USA Today: President Obama recently announced plans to let student, church and cultural groups legally visit Cuba. And while falling short of now-stalled legislation that would have lifted a nearly five decade-old travel ban, it could pave the way for more U.S. tourism to the communist country.

Obama eased restrictions on U.S. travel, visas and remittance of money from Americans to Cubans last Friday, and the orders are expected to take effect within two weeks. The actions still preclude trips by ordinary tourists who now slip in illegally via Canada, Mexico and other Caribbean countries. An estimated 400,000 U.S. citizens (including legal Cuban Americans) traveled to the island last year. That’s five times more than in 2008, the year before the Obama administration lifted travel restrictions for those with family on the island, and a number not seen since before the Cuban revolution, reports NPR.

But the new measures “more or less return things to where they were under the Clinton administration, with the addition of exciting new openings,” says Cuba travel expert Christopher P. Baker, author of the guidebook Moon Cuba.

“Academics and students have been unshackled to travel to Cuba more freely. But the changes also potentially open the door for every U.S. citizen to legally travel to Cuba as a participant in cultural programs, (and) the licensing process should be much more friendly,” says Baker.
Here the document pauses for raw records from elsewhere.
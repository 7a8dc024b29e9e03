//! Crowdfunding ledger client.
//!
//! Domain model and invariants for a streaming-crowdfunding app:
//! campaign lifecycle, pledge and stream records, and the time-derived
//! accrual arithmetic (percent funded, time remaining, streamed amount),
//! kept consistent whichever backend supplied the raw data.
//!
//! Layering, leaf first:
//!
//! - [`types`] / [`events`] — value definitions and ledger events.
//! - [`accrual`] — pure functions of stored fields plus an explicit `now`.
//! - [`lifecycle`] — the campaign state machine; every mutation is
//!   validated here before it leaves the client.
//! - [`backend`] — the narrow contracts behind which the authoritative
//!   chain ([`rpc`]) and the local mirror ([`mirror`]) are interchangeable.
//! - [`repository`] — guarded mutations with a strict read-after-write
//!   contract: the backend copy is the only canonical one.
//! - [`dispatcher`] — per-entity action serialization and
//!   accrual-consistent snapshots.
//!
//! Persistent state lives entirely in the external backend; this crate
//! holds no authoritative storage of its own.

pub mod accrual;
pub mod backend;
pub mod config;
pub mod dispatcher;
pub mod errors;
pub mod events;
pub mod lifecycle;
pub mod mirror;
pub mod repository;
pub mod rpc;
pub mod types;

pub use accrual::TimeLeft;
pub use backend::{CampaignBackend, StreamProvider};
pub use config::ClientConfig;
pub use dispatcher::{ActionDispatcher, CampaignView, StreamView};
pub use errors::{LedgerError, Result};
pub use events::LedgerEvent;
pub use lifecycle::{CampaignAction, CampaignPhase};
pub use mirror::MirrorBackend;
pub use repository::{LedgerRepository, StreamLedger};
pub use rpc::{RpcBackend, RpcStreamProvider};
pub use types::{
    Campaign, CreateCampaignParams, CreateStreamParams, Pledge, Stream, StreamStatus,
};
//! Client configuration loaded from environment variables.

use crate::errors::{LedgerError, Result};

pub const DEFAULT_TIMEOUT_SECS: u64 = 30;

#[derive(Debug, Clone)]
pub struct ClientConfig {
    /// JSON-RPC endpoint of the authoritative backend
    pub rpc_url: String,
    /// Address of the crowdfunding program on that backend
    pub program_id: String,
    /// How long to wait for a backend round trip before treating the call
    /// as failed (the mutation may still land later; see the repository's
    /// read-after-write contract)
    pub request_timeout_secs: u64,
}

impl ClientConfig {
    pub fn new(rpc_url: impl Into<String>, program_id: impl Into<String>) -> Self {
        ClientConfig {
            rpc_url: rpc_url.into(),
            program_id: program_id.into(),
            request_timeout_secs: DEFAULT_TIMEOUT_SECS,
        }
    }

    pub fn from_env() -> Result<Self> {
        Ok(ClientConfig {
            rpc_url: env_var("RPC_URL")
                .unwrap_or_else(|_| "https://api.devnet.solana.com".to_string()),
            program_id: env_var("PROGRAM_ID").map_err(|_| {
                LedgerError::Config("PROGRAM_ID environment variable is required".to_string())
            })?,
            request_timeout_secs: env_var("REQUEST_TIMEOUT_SECS")
                .unwrap_or_else(|_| DEFAULT_TIMEOUT_SECS.to_string())
                .parse()
                .map_err(|_| LedgerError::Config("Invalid REQUEST_TIMEOUT_SECS".to_string()))?,
        })
    }
}

fn env_var(key: &str) -> Result<String> {
    std::env::var(key).map_err(|_| LedgerError::Config(format!("Missing env var: {key}")))
}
“I anticipate a surge in applications by a broad range of travel companies and cultural organizations for licenses to operate cultural tours that involve interactions with Cubans,” he adds. “In the Clinton era, this included everything from bicycling to ornithology groups and… well, you name it. In fact, my first visit to Havana, in 1993, was as a participant in a tour to the Havana International Jazz Festival licensed under the ‘people-to-people provision.'”

At a U.S.-Cuba Travel Summit in Cancun last spring, executives of such companies as Tauck, Isram, and Travel Impressions “all expressed interest in operating cultural tours,” Baker says.

While a White House statement pointed out that it is maintaining the economic embargo against Cuba instituted in 1962, it said the new measures “will increase people-to-people contact; support civil society in Cuba; enhance the free flow of information to, from, and among the Cuban people; and help promote their independence from Cuban authorities.”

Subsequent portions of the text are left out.